When you read the first words in the Bible, “In the beginning, God created the heavens and the earth” (Gen. 1:1), you can place a massive mental wedge between those two words “God” and “created.” On the left side, you have the Creator: God. On the right, you have creation: everything else, all that is not God. This, as we noted previously, implies our doctrine of divine aseity. Nothing on the right side of this Creator/creature divide can in any way define what is on the left side. One of the ways we identify who’s who in this scheme is to ask the questions, Which one doesn’t need the other, and which is defined by its need of the other? We cannot come to imagine the Creator and the creature in a mutually defining way without either making God out to be a creature, on the one hand, or making creation out to be God, on the other. So the first verse of the Bible tells us about divine aseity indirectly, by pure negation. At least part of what it means for God to be God is for him to not be creation, which means that unlike creation, God is independent. But does the New Testament add any texture to this understanding of divine aseity? Yes. Quite a bit actually.
Imagine, as a thought experiment, sitting down with the apostle John, the beloved disciple, after he’s written the first draft of his Gospel. Let’s say you’re invited to hear him recite it aloud and to offer your feedback. Let’s also pretend that you are a well-read, first-century Jew who knows little of Jesus but who knows the Jewish Scriptures well, having been steeped in them from your youth. Also, since (as was the case for first-century Jews) you have grown up within the context of the Roman Empire and have been enculturated in a thoroughly Greek environment, you have some working knowledge of Greek philosophy and its technical terminology. So there you are, sitting in a room with John who holds an open scroll before you. He clears his throat and begins to read: “In the beginning.” He pauses for effect, long enough to allow you to complete the phrase in your mind: God created the heavens and the earth. And you wonder, I thought John was reading something he wrote. Why is he quoting Moses’s words? No sooner do you ask yourself this, however, than John utterly surprises you by changing the words: “. . . was the Word, and the Word was with God, and the Word was God” (John 1:1). Just as the opening salvo of Genesis contains galaxies of theological implications, so too do the opening words of John’s Gospel, which intentionally converses with Genesis 1:1.
This slight shift of the Genesis account would remind you—a Jew who knows the Jewish Scriptures—of all the ways Yahweh’s word is talked about and personified in the Old Testament. You would think about Psalm 33:6:
By the word of the Lord the heavens were made,
and by the breath of his mouth all their host.
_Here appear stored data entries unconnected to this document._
macro_rules! impl_element {
    ($($ty:ty => $kind:ident),* $(,)?) => {
        $(
            impl sealed::Sealed for $ty {}
            impl Element for $ty {
                const KIND: ScalarKind = ScalarKind::$kind;

                #[inline]
                fn read(bytes: &[u8]) -> Self {
                    let mut raw = [0u8; std::mem::size_of::<$ty>()];
                    raw.copy_from_slice(bytes);
                    <$ty>::from_ne_bytes(raw)
                }

                #[inline]
                fn write(self, out: &mut [u8]) {
                    out.copy_from_slice(&self.to_ne_bytes());
                }
            }
        )*
    };
}

impl_element! {
    i8 => Int8, i16 => Int16, i32 => Int32, i64 => Int64,
    u8 => UInt8, u16 => UInt16, u32 => UInt32, u64 => UInt64,
    f32 => Float32, f64 => Float64,
}

impl sealed::Sealed for bool {}
impl Element for bool {
    const KIND: ScalarKind = ScalarKind::Bool;

    #[inline]
    fn read(bytes: &[u8]) -> Self {
        bytes[0] != 0
    }

    #[inline]
    fn write(self, out: &mut [u8]) {
        out[0] = u8::from(self);
    }
}

/// A typed scalar that remembers its exact kind. Used for wire scalars and
/// predicate variables, where the dtype character must survive a round trip.
#[derive(Debug, Clone, Copy, PartialEq)]
pub enum ScalarValue {
    Bool(bool),
    Int8(i8),
    Int16(i16),
    Int32(i32),
    Int64(i64),
    UInt8(u8),
    UInt16(u16),
    UInt32(u32),
    UInt64(u64),
    Float32(f32),
    Float64(f64),
}

impl ScalarValue {
    pub fn kind(&self) -> ScalarKind {
        match self {
            Self::Bool(_) => ScalarKind::Bool,
            Self::Int8(_) => ScalarKind::Int8,
            Self::Int16(_) => ScalarKind::Int16,
            Self::Int32(_) => ScalarKind::Int32,
            Self::Int64(_) => ScalarKind::Int64,
            Self::UInt8(_) => ScalarKind::UInt8,
            Self::UInt16(_) => ScalarKind::UInt16,
            Self::UInt32(_) => ScalarKind::UInt32,
            Self::UInt64(_) => ScalarKind::UInt64,
            Self::Float32(_) => ScalarKind::Float32,
            Self::Float64(_) => ScalarKind::Float64,
        }
    }

    /// Numeric value widened to f64 (used by predicate evaluation).
    pub fn as_f64(&self) -> f64 {
        match *self {
            Self::Bool(v) => f64::from(u8::from(v)),
            Self::Int8(v) => f64::from(v),
            Self::Int16(v) => f64::from(v),
            Self::Int32(v) => f64::from(v),
            Self::Int64(v) => v as f64,
            Self::UInt8(v) => f64::from(v),
            Self::UInt16(v) => f64::from(v),
            Self::UInt32(v) => f64::from(v),
            Self::UInt64(v) => v as f64,
            Self::Float32(v) => f64::from(v),
            Self::Float64(v) => v,
        }
    }

    pub(crate) fn to_raw(self) -> Vec<u8> {
        let mut out = vec![0u8; self.kind().itemsize()];
        match self {
            Self::Bool(v) => v.write(&mut out),
            Self::Int8(v) => v.write(&mut out),
            Self::Int16(v) => v.write(&mut out),
            Self::Int32(v) => v.write(&mut out),
            Self::Int64(v) => v.write(&mut out),
            Self::UInt8(v) => v.write(&mut out),
            Self::UInt16(v) => v.write(&mut out),
            Self::UInt32(v) => v.write(&mut out),
            Self::UInt64(v) => v.write(&mut out),
            Self::Float32(v) => v.write(&mut out),
            Self::Float64(v) => v.write(&mut out),
        }
        out
    }

    pub(crate) fn from_raw(kind: ScalarKind, bytes: &[u8]) -> Self {
        match kind {
            ScalarKind::Bool => Self::Bool(bool::read(bytes)),
            ScalarKind::Int8 => Self::Int8(i8::read(bytes)),
            ScalarKind::Int16 => Self::Int16(i16::read(bytes)),
            ScalarKind::Int32 => Self::Int32(i32::read(bytes)),
            ScalarKind::Int64 => Self::Int64(i64::read(bytes)),
            ScalarKind::UInt8 => Self::UInt8(u8::read(bytes)),
            ScalarKind::UInt16 => Self::UInt16(u16::read(bytes)),
            ScalarKind::UInt32 => Self::UInt32(u32::read(bytes)),
            ScalarKind::UInt64 => Self::UInt64(u64::read(bytes)),
            ScalarKind::Float32 => Self::Float32(f32::read(bytes)),
            ScalarKind::Float64 => Self::Float64(f64::read(bytes)),
        }
    }
}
You would also recall Yahweh’s promise through Isaiah that his word would go out and accomplish his purposes (Isa. 55:10–11). These thoughts would be reinforced as John continues to read: “He was in the beginning with God. All things were made through him, and without him was not anything made that was made” (John 1:2–3). At this point, your mind would probably rummage through the Proverbs and rest on the description of wisdom in Proverbs 8—personified as a preexistent agent alongside Yahweh, establishing Yahweh’s creation (see Prov. 8:22–31).
And as a Jew whose entire culture had been, since before you were born, thoroughly Hellenized (that is, influenced by the Greek culture of the Roman Empire that governed your people), you would also find it striking that John uses the Greek word logos (“Word”). It would conjure up all sorts of connotations about reason as the underlying structure of the universe—the most fundamental organizing principle that governs all things and the integrating point that ultimately connects any one part of the cosmos to any other. According to some from the Greek philosophical tradition, at the very foundation of the cosmos is eternal, transcendent reason. And this, too, would seem to make sense of what John’s Gospel is saying.